::: Records for this task :::
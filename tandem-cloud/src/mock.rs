//! In-memory doubles of the remote services, for tests and offline runs.

use crate::account::{AccountDocument, AccountStore, AccountUpdate};
use crate::error::{CloudError, CloudResult};
use crate::functions::{
    PartnerSyncFunction, PartnerSyncRequest, PartnerSyncResponse, ValidatePurchaseRequest,
    ValidatePurchaseResponse, ValidationFunction,
};
use async_trait::async_trait;
use parking_lot::Mutex;
use std::collections::{HashMap, VecDeque};
use std::sync::atomic::{AtomicBool, AtomicUsize, Ordering};
use std::time::Duration;
use tandem_types::AccountId;

/// Account store kept in a map, with merge semantics identical to the
/// remote API and switchable failure injection.
#[derive(Default)]
pub struct MemoryAccountStore {
    docs: Mutex<HashMap<AccountId, AccountDocument>>,
    reads: AtomicUsize,
    writes: Mutex<Vec<(AccountId, AccountUpdate)>>,
    fail_reads: AtomicBool,
    fail_writes: AtomicBool,
}

impl MemoryAccountStore {
    pub fn new() -> Self {
        Self::default()
    }

    /// Seeds or replaces a document.
    pub fn insert(&self, account: impl Into<AccountId>, doc: AccountDocument) {
        self.docs.lock().insert(account.into(), doc);
    }

    /// Removes a document, simulating account deletion.
    pub fn remove(&self, account: &AccountId) {
        self.docs.lock().remove(account);
    }

    pub fn document(&self, account: &AccountId) -> Option<AccountDocument> {
        self.docs.lock().get(account).cloned()
    }

    /// Makes subsequent reads fail with a network error.
    pub fn fail_reads(&self, fail: bool) {
        self.fail_reads.store(fail, Ordering::SeqCst);
    }

    /// Makes subsequent writes fail with a network error.
    pub fn fail_writes(&self, fail: bool) {
        self.fail_writes.store(fail, Ordering::SeqCst);
    }

    pub fn read_count(&self) -> usize {
        self.reads.load(Ordering::SeqCst)
    }

    /// Every merge attempted, including failed ones.
    pub fn writes(&self) -> Vec<(AccountId, AccountUpdate)> {
        self.writes.lock().clone()
    }
}

#[async_trait]
impl AccountStore for MemoryAccountStore {
    async fn get_account(&self, account: &AccountId) -> CloudResult<Option<AccountDocument>> {
        self.reads.fetch_add(1, Ordering::SeqCst);
        if self.fail_reads.load(Ordering::SeqCst) {
            return Err(CloudError::Network("store unreachable".into()));
        }
        Ok(self.docs.lock().get(account).cloned())
    }

    async fn merge_fields(&self, account: &AccountId, update: &AccountUpdate) -> CloudResult<()> {
        self.writes.lock().push((account.clone(), update.clone()));
        if self.fail_writes.load(Ordering::SeqCst) {
            return Err(CloudError::Network("store unreachable".into()));
        }
        let mut docs = self.docs.lock();
        let doc = docs
            .get_mut(account)
            .ok_or_else(|| CloudError::NotFound(format!("account {account}")))?;
        update.apply_to(doc);
        Ok(())
    }
}

/// A scripted verdict from the validation function.
#[derive(Debug, Clone, PartialEq, Eq)]
pub enum Verdict {
    Valid,
    Invalid,
    /// The call fails before a verdict is returned.
    Fail(String),
}

/// Validation function that replays scripted verdicts. Once the script is
/// exhausted the last verdict repeats.
pub struct ScriptedValidationFunction {
    script: Mutex<VecDeque<Verdict>>,
    last: Mutex<Verdict>,
    delay: Mutex<Option<Duration>>,
    calls: Mutex<Vec<ValidatePurchaseRequest>>,
    active: AtomicUsize,
    max_active: AtomicUsize,
}

impl ScriptedValidationFunction {
    pub fn new(verdicts: impl IntoIterator<Item = Verdict>) -> Self {
        Self {
            script: Mutex::new(verdicts.into_iter().collect()),
            last: Mutex::new(Verdict::Fail("no verdict scripted".into())),
            delay: Mutex::new(None),
            calls: Mutex::new(Vec::new()),
            active: AtomicUsize::new(0),
            max_active: AtomicUsize::new(0),
        }
    }

    /// Always answers with the same verdict.
    pub fn always(verdict: Verdict) -> Self {
        Self::new([verdict])
    }

    /// Delays every answer, keeping calls in flight for a while.
    pub fn with_delay(self, delay: Duration) -> Self {
        *self.delay.lock() = Some(delay);
        self
    }

    pub fn calls(&self) -> Vec<ValidatePurchaseRequest> {
        self.calls.lock().clone()
    }

    pub fn call_count(&self) -> usize {
        self.calls.lock().len()
    }

    /// Highest number of calls observed in flight at the same time.
    pub fn max_concurrent(&self) -> usize {
        self.max_active.load(Ordering::SeqCst)
    }

    fn next_verdict(&self) -> Verdict {
        let mut last = self.last.lock();
        if let Some(v) = self.script.lock().pop_front() {
            *last = v;
        }
        last.clone()
    }
}

#[async_trait]
impl ValidationFunction for ScriptedValidationFunction {
    async fn validate_purchase(
        &self,
        request: &ValidatePurchaseRequest,
    ) -> CloudResult<ValidatePurchaseResponse> {
        self.calls.lock().push(request.clone());
        let now_active = self.active.fetch_add(1, Ordering::SeqCst) + 1;
        self.max_active.fetch_max(now_active, Ordering::SeqCst);

        let delay = *self.delay.lock();
        if let Some(delay) = delay {
            tokio::time::sleep(delay).await;
        }

        let verdict = self.next_verdict();
        self.active.fetch_sub(1, Ordering::SeqCst);
        match verdict {
            Verdict::Valid => Ok(ValidatePurchaseResponse { is_valid: true }),
            Verdict::Invalid => Ok(ValidatePurchaseResponse { is_valid: false }),
            Verdict::Fail(msg) => Err(CloudError::Network(msg)),
        }
    }
}

/// A scripted partner-sync reply.
#[derive(Debug, Clone, PartialEq, Eq)]
pub enum PartnerReply {
    Inherited(Option<String>),
    NotInherited,
    /// The function answered with `success: false`.
    Unsuccessful,
    /// The call itself failed.
    Fail(String),
    /// The function answered 429 with a `Retry-After` in seconds.
    RateLimited(u64),
}

/// Partner-sync function that replays scripted replies. Once the script is
/// exhausted the last reply repeats.
pub struct ScriptedPartnerSync {
    script: Mutex<VecDeque<PartnerReply>>,
    last: Mutex<PartnerReply>,
    calls: Mutex<Vec<PartnerSyncRequest>>,
}

impl ScriptedPartnerSync {
    pub fn new(replies: impl IntoIterator<Item = PartnerReply>) -> Self {
        Self {
            script: Mutex::new(replies.into_iter().collect()),
            last: Mutex::new(PartnerReply::NotInherited),
            calls: Mutex::new(Vec::new()),
        }
    }

    /// Appends replies to the script.
    pub fn push(&self, replies: impl IntoIterator<Item = PartnerReply>) {
        self.script.lock().extend(replies);
    }

    pub fn calls(&self) -> Vec<PartnerSyncRequest> {
        self.calls.lock().clone()
    }

    pub fn call_count(&self) -> usize {
        self.calls.lock().len()
    }
}

#[async_trait]
impl PartnerSyncFunction for ScriptedPartnerSync {
    async fn sync_partner(&self, request: &PartnerSyncRequest) -> CloudResult<PartnerSyncResponse> {
        self.calls.lock().push(request.clone());
        let reply = {
            let mut last = self.last.lock();
            if let Some(r) = self.script.lock().pop_front() {
                *last = r;
            }
            last.clone()
        };
        match reply {
            PartnerReply::Inherited(name) => Ok(PartnerSyncResponse {
                success: true,
                subscription_inherited: true,
                from_partner_name: name,
            }),
            PartnerReply::NotInherited => Ok(PartnerSyncResponse {
                success: true,
                subscription_inherited: false,
                from_partner_name: None,
            }),
            PartnerReply::Unsuccessful => Ok(PartnerSyncResponse {
                success: false,
                subscription_inherited: false,
                from_partner_name: None,
            }),
            PartnerReply::Fail(msg) => Err(CloudError::Network(msg)),
            PartnerReply::RateLimited(retry_after_secs) => {
                Err(CloudError::RateLimited { retry_after_secs })
            }
        }
    }
}
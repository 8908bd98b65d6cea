//! Core type definitions for Tandem premium entitlement.
//!
//! This crate defines the values shared between the purchase provider, the
//! remote account services, and the entitlement core:
//! - Opaque identifiers (accounts, partners, products, purchase tokens)
//! - Provider purchase snapshots and the provider result-code taxonomy
//! - The resolved entitlement record and where it came from
//!
//! Nothing here performs I/O; the types are plain data and serialize with
//! serde so they can cross process and network boundaries unchanged.

mod entitlement;
mod ids;
mod purchase;

pub use entitlement::{Entitlement, EntitlementSource, PartnerLink, PlanType};
pub use ids::{AccountId, PartnerId, ProductId, PurchaseToken};
pub use purchase::{Purchase, PurchaseState, ResultCode};

/// Result type alias using the crate's error type.
pub type Result<T> = std::result::Result<T, Error>;

/// Errors that can occur in type operations.
#[derive(Debug, thiserror::Error)]
pub enum Error {
    #[error("invalid identifier: {0}")]
    InvalidId(String),

    #[error("unknown plan type: {0}")]
    UnknownPlan(String),
}
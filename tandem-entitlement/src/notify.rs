//! User-visible notifications.

use crate::error::PurchaseError;
use parking_lot::Mutex;
use tracing::info;

/// An event worth telling the user about. Presentation is up to the sink.
#[derive(Debug, Clone, PartialEq, Eq)]
pub enum Notification {
    /// The provider reported a pending purchase (e.g. awaiting payment).
    PurchasePending,
    /// A purchase was confirmed by the store or the validation function.
    PurchaseConfirmed,
    /// The validation function rejected a purchase.
    PurchaseRejected,
    /// The purchase could not be made.
    PurchaseFailed(PurchaseError),
    /// Premium is now inherited from the partner.
    SubscriptionInherited { partner_name: Option<String> },
    /// The partner's subscription no longer covers this account.
    InheritanceLost,
}

/// Fire-and-forget presentation of notifications.
pub trait NotificationSink: Send + Sync {
    fn notify(&self, notification: Notification);
}

/// Sink that only logs.
#[derive(Debug, Default, Clone, Copy)]
pub struct TracingSink;

impl NotificationSink for TracingSink {
    fn notify(&self, notification: Notification) {
        info!(?notification, "User notification");
    }
}

/// Sink that keeps every notification, for tests.
#[derive(Debug, Default)]
pub struct RecordingSink {
    seen: Mutex<Vec<Notification>>,
}

impl RecordingSink {
    pub fn new() -> Self {
        Self::default()
    }

    pub fn notifications(&self) -> Vec<Notification> {
        self.seen.lock().clone()
    }

    /// Number of recorded notifications matching `pred`.
    pub fn count(&self, pred: impl Fn(&Notification) -> bool) -> usize {
        self.seen.lock().iter().filter(|n| pred(n)).count()
    }

    pub fn clear(&self) {
        self.seen.lock().clear();
    }
}

impl NotificationSink for RecordingSink {
    fn notify(&self, notification: Notification) {
        self.seen.lock().push(notification);
    }
}
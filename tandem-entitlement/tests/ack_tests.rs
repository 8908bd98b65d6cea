mod common;

use common::{Harness, purchased};
use tandem_entitlement::{AckOutcome, AcknowledgmentManager, ConnectionSupervisor};
use tandem_types::ResultCode;

#[tokio::test]
async fn acknowledged_purchase_is_skipped() {
    let h = Harness::new();
    let parts = h.parts().await;

    let outcome = parts
        .acks
        .acknowledge(&purchased("tok1").into_acknowledged())
        .await;
    assert_eq!(outcome, AckOutcome::AlreadyAcknowledged);
    assert!(h.provider.acks().is_empty());
}

#[tokio::test]
async fn acknowledging_twice_calls_provider_once() {
    let h = Harness::new();
    let parts = h.parts().await;
    let purchase = purchased("tok1");

    assert_eq!(parts.acks.acknowledge(&purchase).await, AckOutcome::Acknowledged);
    assert_eq!(
        parts.acks.acknowledge(&purchase).await,
        AckOutcome::AlreadyAcknowledged
    );
    assert_eq!(h.provider.acks().len(), 1);
    assert!(parts.acks.is_acknowledged(&purchase.purchase_token));
}

#[tokio::test]
async fn failure_leaves_purchase_for_retry() {
    let h = Harness::new();
    let parts = h.parts().await;
    h.provider.script_acks([ResultCode::ServiceUnavailable]);
    let purchase = purchased("tok1");

    assert_eq!(
        parts.acks.acknowledge(&purchase).await,
        AckOutcome::Failed(ResultCode::ServiceUnavailable)
    );
    assert!(!parts.acks.is_acknowledged(&purchase.purchase_token));

    assert_eq!(parts.acks.acknowledge(&purchase).await, AckOutcome::Acknowledged);
    assert_eq!(h.provider.acks().len(), 2);
}

#[tokio::test]
async fn disconnected_provider_fails_without_call() {
    let h = Harness::new();
    let supervisor = ConnectionSupervisor::new(h.provider.clone(), h.config.reconnect.clone());
    let acks = AcknowledgmentManager::new(supervisor);

    assert_eq!(
        acks.acknowledge(&purchased("tok1")).await,
        AckOutcome::Failed(ResultCode::ServiceDisconnected)
    );
    assert!(h.provider.acks().is_empty());
}

#[tokio::test]
async fn provider_rejection_is_not_marked_acknowledged() {
    let h = Harness::new();
    let parts = h.parts().await;
    h.provider.script_acks([ResultCode::ItemNotOwned]);
    let purchase = purchased("tok1");

    assert!(!ResultCode::ItemNotOwned.is_retryable());
    assert_eq!(
        parts.acks.acknowledge(&purchase).await,
        AckOutcome::Failed(ResultCode::ItemNotOwned)
    );
    assert!(!parts.acks.is_acknowledged(&purchase.purchase_token));
}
:::
Copy out, from the records above, every line that holds the string "derive".

#[derive(Default)]
#[derive(Debug, Clone, PartialEq, Eq)]
#[derive(Debug, Clone, PartialEq, Eq)]
#[derive(Debug, thiserror::Error)]
#[derive(Debug, Clone, PartialEq, Eq)]
#[derive(Debug, Default, Clone, Copy)]
#[derive(Debug, Default)]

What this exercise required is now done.